Because I want to get my writing in order (ie, what ran on the site, what ran on Huffington, what can run on both of them, etc), I will be cutting back, very slightly, on new posts while I try to get everything in sync. This means that I’ll probably update this site twice a week instead of the three-plus posts I have been sending out. Otherwise, there are no major upheavals on the horizon.

I know this will provoke crying, wailing, and a great gnashing of teeth with those who demand thrice weekly posts. But despite your anguished pleas and vows that you can’t go on, I have hope that you will persevere.

Thanks again for all your support.


The Fanatic Sells Out!

The rumors are true.
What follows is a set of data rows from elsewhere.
use axum::{
    http::{header, Method},
    routing::{get, post},
    Router,
};
use tower_http::{
    cors::{Any, CorsLayer},
    trace::TraceLayer,
};
use utoipa::OpenApi;
use utoipa_swagger_ui::SwaggerUi;

use crate::api_doc::ApiDoc;
use crate::handlers::{
    health_handler, links_handler, method_not_allowed_handler, not_found_handler,
    preflight_handler, webhook_handler,
};
use crate::routes;
use crate::state::AppState;

/// Public read endpoint: simple GETs from any origin
fn links_cors() -> CorsLayer {
    CorsLayer::new()
        .allow_origin(Any)
        .allow_methods([Method::GET, Method::OPTIONS])
        .allow_headers([header::CONTENT_TYPE])
}

/// Webhook endpoint: POSTs carrying a bearer token
fn webhook_cors() -> CorsLayer {
    CorsLayer::new()
        .allow_origin(Any)
        .allow_methods([Method::POST, Method::OPTIONS])
        .allow_headers([header::CONTENT_TYPE, header::AUTHORIZATION])
}

pub fn build_router(state: AppState) -> Router {
    Router::new()
        .route(routes::HEALTH, get(health_handler))
        .route(
            routes::LINKS,
            get(links_handler)
                .options(preflight_handler)
                .layer(links_cors()),
        )
        .route(
            routes::WEBHOOK,
            post(webhook_handler)
                .options(preflight_handler)
                .layer(webhook_cors()),
        )
        .merge(SwaggerUi::new(routes::SWAGGER_UI).url(routes::OPENAPI_JSON, ApiDoc::openapi()))
        // replaces only default fallbacks; OPTIONS stays on the layered endpoints above
        .method_not_allowed_fallback(method_not_allowed_handler)
        .fallback(not_found_handler)
        .layer(TraceLayer::new_for_http())
        .with_state(state)
}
I can now be found at the Huffington Post.

I’m very pleased with this development, even though it has meant the revelation of my true identity, which until now has been shrouded in myth and legend. It turns out, however, that you can discover my real name and even see what I look like by clicking here to read my initial post for Huffington. And so one more secret internet alias is rendered obsolete – alas.

The first post for Huffington is a reprint of my original post for this blog, but it’s just as relevant as it was all those many eons past (ok, three months ago) that I wrote it.

Check it out and give me a Buzz Up vote (which increases the likelihood that the editors will continue to ask me to contribute) and sign up to get email alerts or become a fan… it’s a very odd thing, I just realized, to ask people to become your fan, but that’s what blogging has reduced me to.

Also, as much as I appreciate your comments on this site, I would appreciate it even more if you respond to the Huffington pieces. My hope is that you’ll overwhelm the site with so much praise that the Huffington servers crash, and the editors shake their fists in rage while screaming, “Damn you, Hispanic Fanatic!”

I think we can all agree that this would be a pretty cool scenario.

Short of that, just check out the Huffington Post. I’ll still maintain this site, but I’ll give the editors first crack at new stuff.

By the way, I can also be found at TC Daily. So there’s lots of ways to find out who’ve I’ve pissed off recently.

Thanks in advance for your support.


Hispanic Hiatus

First, let me give belated thanks to Melissa for commenting on my post “It’s Much Prettier in Spanish.” She displays sound logic when it comes to learning a foreign language. Also, thanks to Angelina (!) for posting a reply to “Becoming a Trendsetter,” although the Fanatic ever so mildly suspects that she allowed sarcasm to infiltrate her comment.

Second, let me apologize. Because of my travel schedule and various personal commitments (always a cryptic term), I will be unable to post new entries for about a week. It will hopefully be sooner than that, but I want to guess on the long side so people don’t say, “Look how many days have passed without an update; I knew he’d burn out on this blog thing quickly.” We can’t have that, so save your hate emails and angry comments, because I’ll have something fresh by this time next week.

In the meantime, here is a completely unrelated video of a dog licking peanut butter to keep you entertained until I get back.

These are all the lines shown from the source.